Machine learning predictions for cross-sections of 43,44Sc radioisotope production by alpha-induced reactions on Ca target


AKKOYUN S., Yeşilkanat C. M., BAYRAM T.

Nuclear Instruments and Methods in Physics Research, Section B: Beam Interactions with Materials and Atoms, cilt.549, 2024 (SCI-Expanded) identifier

Özet

43,44Sc radioisotopes are an alternative to 18F in positron emission tomography. 43,44Sc radioisotopes, which can be generated at low costs by irradiating inexpensive natural Ca with alpha particles, can be produced, and distributed in a central cyclotron facility due to their relatively long half-lives. Since there is limited experimental data on the cross-sections in the literature, in this study, cross-section predictions of the production of 43,44Sc radioisotopes with alpha particles on Ca target were carried out with different machine learning approaches.

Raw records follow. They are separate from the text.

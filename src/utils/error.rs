use crate::domain::model::{PullRequestId, StatusId, UserId};
use std::fmt;
use thiserror::Error;

/// Entity kinds stored behind the directory ports.
#[derive(Debug, Clone, Copy, PartialEq, Eq)]
pub enum Entity {
    User,
    Team,
    Status,
    PullRequest,
}

impl fmt::Display for Entity {
    fn fmt(&self, f: &mut fmt::Formatter<'_>) -> fmt::Result {
        let name = match self {
            Entity::User => "user",
            Entity::Team => "team",
            Entity::Status => "status",
            Entity::PullRequest => "pull request",
        };
        f.write_str(name)
    }
}

/// Failures reported by a directory store.
///
/// `NotFound` is a tagged outcome so callers never compare error messages to
/// tell a missing row apart from a broken backend.
#[derive(Error, Debug)]
pub enum StoreError {
    #[error("{entity} {id} not found")]
    NotFound { entity: Entity, id: String },

    #[error("{entity} {id} already exists")]
    AlreadyExists { entity: Entity, id: String },

    #[error("pull request {id} changed concurrently (expected version {expected}, found {found})")]
    VersionConflict { id: String, expected: u64, found: u64 },

    #[cfg(feature = "sqlite")]
    #[error("database error: {0}")]
    Database(#[from] sqlx::Error),

    #[error("store backend error: {message}")]
    Backend { message: String },
}

impl StoreError {
    pub fn not_found(entity: Entity, id: impl ToString) -> Self {
        Self::NotFound {
            entity,
            id: id.to_string(),
        }
    }

    pub fn already_exists(entity: Entity, id: impl ToString) -> Self {
        Self::AlreadyExists {
            entity,
            id: id.to_string(),
        }
    }

    pub fn is_not_found(&self) -> bool {
        matches!(self, StoreError::NotFound { .. })
    }
}

#[derive(Error, Debug)]
pub enum AssignError {
    #[error("author {author_id} not found")]
    AuthorNotFound { author_id: UserId },

    #[error("team not found for {lookup}")]
    TeamNotFound { lookup: String },

    #[error("pull request {pr_id} not found")]
    PullRequestNotFound { pr_id: PullRequestId },

    #[error("user {user_id} not found")]
    UserNotFound { user_id: UserId },

    #[error("status {status_id} not found")]
    StatusNotFound { status_id: StatusId },

    #[error("pull request {pr_id} already exists")]
    PrAlreadyExists { pr_id: PullRequestId },

    #[error("pull request {pr_id} is already merged")]
    PrAlreadyMerged { pr_id: PullRequestId },

    #[error("team {team_name} already exists")]
    TeamAlreadyExists { team_name: String },

    #[error("pull request {pr_id} was modified by a concurrent request")]
    ConcurrentModification { pr_id: PullRequestId },

    #[error("user {user_id} is not a reviewer of pull request {pr_id}")]
    UserNotReviewer {
        user_id: UserId,
        pr_id: PullRequestId,
    },

    #[error("no active reviewers available in team {team}")]
    NoReviewCandidates { team: String },

    #[error("status '{name}' is not configured in the status catalog")]
    StatusNotConfigured { name: String },

    #[error("{context}: {source}")]
    Store {
        context: String,
        #[source]
        source: StoreError,
    },

    #[error("{operation} did not finish within {timeout_ms}ms")]
    Timeout {
        operation: &'static str,
        timeout_ms: u64,
    },

    #[error("Configuration error: {message}")]
    ConfigError { message: String },

    #[error("Invalid value for {field}: '{value}' ({reason})")]
    InvalidConfigValueError {
        field: String,
        value: String,
        reason: String,
    },

    #[error("IO error: {0}")]
    IoError(#[from] std::io::Error),
}

pub type Result<T> = std::result::Result<T, AssignError>;

/// Caller-facing classification of an [`AssignError`].
#[derive(Debug, Clone, Copy, PartialEq, Eq)]
pub enum ErrorKind {
    NotFound,
    Conflict,
    InvalidState,
    ResourceExhausted,
    Configuration,
    Unexpected,
}

#[derive(Debug, Clone, Copy, PartialEq, Eq, PartialOrd, Ord)]
pub enum ErrorSeverity {
    Low,
    Medium,
    High,
    Critical,
}

impl AssignError {
    /// Wraps a store failure with the step that produced it.
    pub fn store(context: impl Into<String>) -> impl FnOnce(StoreError) -> AssignError {
        let context = context.into();
        move |source| AssignError::Store { context, source }
    }

    pub fn kind(&self) -> ErrorKind {
        match self {
            AssignError::AuthorNotFound { .. }
            | AssignError::TeamNotFound { .. }
            | AssignError::PullRequestNotFound { .. }
            | AssignError::UserNotFound { .. }
            | AssignError::StatusNotFound { .. } => ErrorKind::NotFound,
            AssignError::PrAlreadyExists { .. }
            | AssignError::PrAlreadyMerged { .. }
            | AssignError::TeamAlreadyExists { .. }
            | AssignError::ConcurrentModification { .. } => ErrorKind::Conflict,
            AssignError::UserNotReviewer { .. } => ErrorKind::InvalidState,
            AssignError::NoReviewCandidates { .. } => ErrorKind::ResourceExhausted,
            AssignError::StatusNotConfigured { .. }
            | AssignError::ConfigError { .. }
            | AssignError::InvalidConfigValueError { .. } => ErrorKind::Configuration,
            AssignError::Store { .. } | AssignError::Timeout { .. } | AssignError::IoError(_) => {
                ErrorKind::Unexpected
            }
        }
    }

    /// True for outcomes a caller is expected to handle (everything but
    /// configuration and infrastructure failures).
    pub fn is_expected(&self) -> bool {
        !matches!(
            self.kind(),
            ErrorKind::Configuration | ErrorKind::Unexpected
        )
    }

    /// Stable machine-readable code used by the HTTP boundary.
    pub fn code(&self) -> &'static str {
        match self {
            AssignError::AuthorNotFound { .. } => "AUTHOR_NOT_FOUND",
            AssignError::TeamNotFound { .. } => "TEAM_NOT_FOUND",
            AssignError::PullRequestNotFound { .. } => "PR_NOT_FOUND",
            AssignError::UserNotFound { .. } => "USER_NOT_FOUND",
            AssignError::StatusNotFound { .. } => "STATUS_NOT_FOUND",
            AssignError::PrAlreadyExists { .. } => "PR_EXISTS",
            AssignError::PrAlreadyMerged { .. } => "PR_MERGED",
            AssignError::TeamAlreadyExists { .. } => "TEAM_EXISTS",
            AssignError::ConcurrentModification { .. } => "CONCURRENT_MODIFICATION",
            AssignError::UserNotReviewer { .. } => "NOT_ASSIGNED",
            AssignError::NoReviewCandidates { .. } => "NO_CANDIDATE",
            AssignError::StatusNotConfigured { .. } => "STATUS_NOT_CONFIGURED",
            AssignError::Store { .. } => "STORE_FAILURE",
            AssignError::Timeout { .. } => "TIMEOUT",
            AssignError::ConfigError { .. } | AssignError::InvalidConfigValueError { .. } => {
                "CONFIG_ERROR"
            }
            AssignError::IoError(_) => "IO_ERROR",
        }
    }

    pub fn severity(&self) -> ErrorSeverity {
        match self.kind() {
            ErrorKind::NotFound | ErrorKind::InvalidState => ErrorSeverity::Low,
            ErrorKind::Conflict | ErrorKind::ResourceExhausted => ErrorSeverity::Medium,
            ErrorKind::Configuration => ErrorSeverity::High,
            ErrorKind::Unexpected => ErrorSeverity::Critical,
        }
    }

    pub fn recovery_suggestion(&self) -> &'static str {
        match self {
            AssignError::AuthorNotFound { .. } | AssignError::UserNotFound { .. } => {
                "Register the user through /team/add before using it"
            }
            AssignError::TeamNotFound { .. } => "Add the user to a team through /team/add",
            AssignError::PullRequestNotFound { .. } => "Check the pull request identifier",
            AssignError::StatusNotFound { .. } | AssignError::StatusNotConfigured { .. } => {
                "Seed the status catalog with OPEN and MERGED entries"
            }
            AssignError::PrAlreadyExists { .. } => "Use a fresh pull request identifier",
            AssignError::PrAlreadyMerged { .. } => "Merged pull requests can no longer change",
            AssignError::TeamAlreadyExists { .. } => {
                "Retry the request; the team was created concurrently"
            }
            AssignError::ConcurrentModification { .. } => {
                "Re-read the pull request and retry the request"
            }
            AssignError::UserNotReviewer { .. } => {
                "Only a currently assigned reviewer can be reassigned"
            }
            AssignError::NoReviewCandidates { .. } => {
                "Activate more team members or add users to the team"
            }
            AssignError::Store { .. } | AssignError::IoError(_) => {
                "Check that the database is reachable and writable"
            }
            AssignError::Timeout { .. } => "Check database load or raise operation_timeout_ms",
            AssignError::ConfigError { .. } | AssignError::InvalidConfigValueError { .. } => {
                "Fix the configuration file or command-line flags and restart"
            }
        }
    }

    pub fn user_friendly_message(&self) -> String {
        match self.kind() {
            ErrorKind::Unexpected => "An internal error occurred; see the server log".to_string(),
            _ => self.to_string(),
        }
    }
}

In order to improve the results, the feature engineering method was applied to the variables of the cross-section predictions. Moreover, predictions have been improved with Stacked Ensemble Learning (SEL) approaches, a complex methodology that leverages the predictive capabilities of multiple underlying models to build a higher-level metamodel. We found that the best results were obtained with Bayesian Regularized Neural Network, Support Vector Regression and Stacked Ensemble Learning methods.